◆ **DIRECTIONS FOR THIS TASK**
Find every line below where the word "Saturday" occurs, then give how many you found and nothing else.

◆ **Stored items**
□ □ □ □

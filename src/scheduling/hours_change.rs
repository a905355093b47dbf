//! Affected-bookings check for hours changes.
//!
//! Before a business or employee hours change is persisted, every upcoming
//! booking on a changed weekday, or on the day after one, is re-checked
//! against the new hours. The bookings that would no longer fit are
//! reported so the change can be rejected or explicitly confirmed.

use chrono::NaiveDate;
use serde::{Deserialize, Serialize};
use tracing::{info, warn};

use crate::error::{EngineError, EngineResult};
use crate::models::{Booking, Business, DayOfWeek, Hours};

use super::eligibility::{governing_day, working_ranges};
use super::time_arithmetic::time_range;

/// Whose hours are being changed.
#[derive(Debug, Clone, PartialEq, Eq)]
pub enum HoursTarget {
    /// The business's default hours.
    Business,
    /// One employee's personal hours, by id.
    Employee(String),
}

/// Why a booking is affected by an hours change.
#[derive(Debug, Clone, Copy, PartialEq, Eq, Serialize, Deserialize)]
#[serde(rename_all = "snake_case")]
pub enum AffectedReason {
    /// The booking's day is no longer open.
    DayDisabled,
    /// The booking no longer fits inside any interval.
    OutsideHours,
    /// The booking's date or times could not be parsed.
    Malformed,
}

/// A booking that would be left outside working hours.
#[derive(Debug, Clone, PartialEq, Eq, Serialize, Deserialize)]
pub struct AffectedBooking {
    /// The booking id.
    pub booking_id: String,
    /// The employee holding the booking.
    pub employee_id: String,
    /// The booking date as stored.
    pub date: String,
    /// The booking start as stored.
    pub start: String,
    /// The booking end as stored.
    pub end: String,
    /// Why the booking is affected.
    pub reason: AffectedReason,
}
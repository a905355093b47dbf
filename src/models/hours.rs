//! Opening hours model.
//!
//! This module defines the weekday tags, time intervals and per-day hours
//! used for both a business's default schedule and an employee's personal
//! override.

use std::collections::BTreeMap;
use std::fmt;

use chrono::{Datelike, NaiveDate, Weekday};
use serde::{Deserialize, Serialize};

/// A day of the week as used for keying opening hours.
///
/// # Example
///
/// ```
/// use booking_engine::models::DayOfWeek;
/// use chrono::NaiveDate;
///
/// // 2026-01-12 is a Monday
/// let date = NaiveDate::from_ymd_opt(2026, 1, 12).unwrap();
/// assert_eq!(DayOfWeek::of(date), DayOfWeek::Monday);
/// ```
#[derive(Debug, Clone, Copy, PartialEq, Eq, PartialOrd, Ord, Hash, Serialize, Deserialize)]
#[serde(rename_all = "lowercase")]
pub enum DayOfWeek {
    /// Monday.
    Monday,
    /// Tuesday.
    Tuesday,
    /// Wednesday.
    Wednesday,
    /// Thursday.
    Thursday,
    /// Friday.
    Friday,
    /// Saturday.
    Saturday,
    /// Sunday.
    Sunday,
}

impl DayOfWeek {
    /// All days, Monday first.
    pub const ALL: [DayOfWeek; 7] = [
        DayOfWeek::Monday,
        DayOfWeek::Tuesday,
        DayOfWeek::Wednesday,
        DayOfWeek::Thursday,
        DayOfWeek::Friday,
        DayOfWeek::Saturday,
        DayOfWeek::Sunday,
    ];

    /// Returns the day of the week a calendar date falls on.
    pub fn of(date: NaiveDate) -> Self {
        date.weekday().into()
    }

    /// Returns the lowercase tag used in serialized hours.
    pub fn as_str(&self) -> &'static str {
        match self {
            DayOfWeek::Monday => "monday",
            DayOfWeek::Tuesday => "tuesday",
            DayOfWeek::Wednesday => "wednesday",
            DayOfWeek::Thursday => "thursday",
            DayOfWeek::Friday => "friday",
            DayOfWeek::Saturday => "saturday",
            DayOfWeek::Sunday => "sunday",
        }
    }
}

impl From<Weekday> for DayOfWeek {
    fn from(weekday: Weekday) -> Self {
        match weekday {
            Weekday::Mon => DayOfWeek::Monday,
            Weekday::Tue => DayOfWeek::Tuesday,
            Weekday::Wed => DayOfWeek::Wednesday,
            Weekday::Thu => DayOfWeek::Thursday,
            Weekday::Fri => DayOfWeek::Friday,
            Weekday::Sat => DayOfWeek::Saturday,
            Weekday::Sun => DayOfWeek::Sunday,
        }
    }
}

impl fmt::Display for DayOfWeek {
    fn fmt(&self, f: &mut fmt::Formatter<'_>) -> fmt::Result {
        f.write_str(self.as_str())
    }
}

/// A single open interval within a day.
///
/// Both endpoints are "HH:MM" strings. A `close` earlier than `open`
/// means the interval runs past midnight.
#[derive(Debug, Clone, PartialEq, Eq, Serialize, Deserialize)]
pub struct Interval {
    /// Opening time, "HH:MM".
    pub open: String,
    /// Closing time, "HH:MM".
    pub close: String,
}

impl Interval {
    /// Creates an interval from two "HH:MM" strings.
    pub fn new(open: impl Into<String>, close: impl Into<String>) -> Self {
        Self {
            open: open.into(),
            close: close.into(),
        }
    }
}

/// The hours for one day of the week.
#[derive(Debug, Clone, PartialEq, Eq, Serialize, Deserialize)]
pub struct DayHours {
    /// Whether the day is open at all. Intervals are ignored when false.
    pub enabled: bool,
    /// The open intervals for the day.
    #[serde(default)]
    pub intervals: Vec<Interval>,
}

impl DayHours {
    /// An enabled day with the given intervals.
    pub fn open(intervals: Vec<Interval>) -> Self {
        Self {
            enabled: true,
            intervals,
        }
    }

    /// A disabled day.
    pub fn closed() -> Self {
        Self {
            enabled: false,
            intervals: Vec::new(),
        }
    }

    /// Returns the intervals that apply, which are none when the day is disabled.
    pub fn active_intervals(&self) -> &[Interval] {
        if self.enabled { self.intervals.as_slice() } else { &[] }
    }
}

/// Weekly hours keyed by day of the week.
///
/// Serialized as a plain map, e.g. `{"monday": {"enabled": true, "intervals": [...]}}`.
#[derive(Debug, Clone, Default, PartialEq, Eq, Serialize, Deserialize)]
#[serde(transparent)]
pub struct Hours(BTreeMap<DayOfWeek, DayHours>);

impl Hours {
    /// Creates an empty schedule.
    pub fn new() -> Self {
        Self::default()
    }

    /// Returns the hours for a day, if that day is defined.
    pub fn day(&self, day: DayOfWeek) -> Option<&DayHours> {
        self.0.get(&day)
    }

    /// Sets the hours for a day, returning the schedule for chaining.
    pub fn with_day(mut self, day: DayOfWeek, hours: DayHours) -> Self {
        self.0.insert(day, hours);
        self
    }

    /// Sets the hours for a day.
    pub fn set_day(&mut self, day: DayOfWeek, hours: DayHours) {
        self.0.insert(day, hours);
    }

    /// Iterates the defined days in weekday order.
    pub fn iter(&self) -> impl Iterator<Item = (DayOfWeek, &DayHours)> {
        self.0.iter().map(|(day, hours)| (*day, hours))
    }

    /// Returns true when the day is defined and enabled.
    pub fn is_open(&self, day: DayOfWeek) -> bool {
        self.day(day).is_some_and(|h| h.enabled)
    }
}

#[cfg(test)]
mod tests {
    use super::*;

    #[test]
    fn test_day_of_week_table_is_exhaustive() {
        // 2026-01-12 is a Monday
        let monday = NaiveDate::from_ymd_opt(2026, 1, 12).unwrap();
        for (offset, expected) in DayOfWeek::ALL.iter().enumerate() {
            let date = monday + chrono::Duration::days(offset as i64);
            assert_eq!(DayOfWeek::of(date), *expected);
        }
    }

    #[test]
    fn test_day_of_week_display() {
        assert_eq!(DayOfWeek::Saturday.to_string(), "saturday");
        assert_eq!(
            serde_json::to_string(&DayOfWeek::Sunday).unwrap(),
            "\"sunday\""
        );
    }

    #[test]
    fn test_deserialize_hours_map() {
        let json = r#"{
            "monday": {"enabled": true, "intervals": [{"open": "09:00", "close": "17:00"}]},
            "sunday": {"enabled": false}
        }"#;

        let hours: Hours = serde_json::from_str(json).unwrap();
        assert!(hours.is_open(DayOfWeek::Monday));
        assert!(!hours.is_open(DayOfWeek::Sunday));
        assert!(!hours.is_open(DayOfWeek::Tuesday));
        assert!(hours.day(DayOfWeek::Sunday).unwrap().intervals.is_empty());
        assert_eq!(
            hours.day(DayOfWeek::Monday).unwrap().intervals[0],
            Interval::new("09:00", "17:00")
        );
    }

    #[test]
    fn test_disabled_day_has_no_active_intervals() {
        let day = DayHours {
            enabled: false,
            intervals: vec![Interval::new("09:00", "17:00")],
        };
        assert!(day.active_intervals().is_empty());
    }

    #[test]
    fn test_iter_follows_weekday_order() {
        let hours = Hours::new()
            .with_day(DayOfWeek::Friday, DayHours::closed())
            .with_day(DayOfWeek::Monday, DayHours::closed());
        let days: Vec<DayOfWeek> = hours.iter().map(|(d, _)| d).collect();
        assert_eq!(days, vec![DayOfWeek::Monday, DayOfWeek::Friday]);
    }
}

□ □ □ □

◆ **EXERCISE ANSWER**
6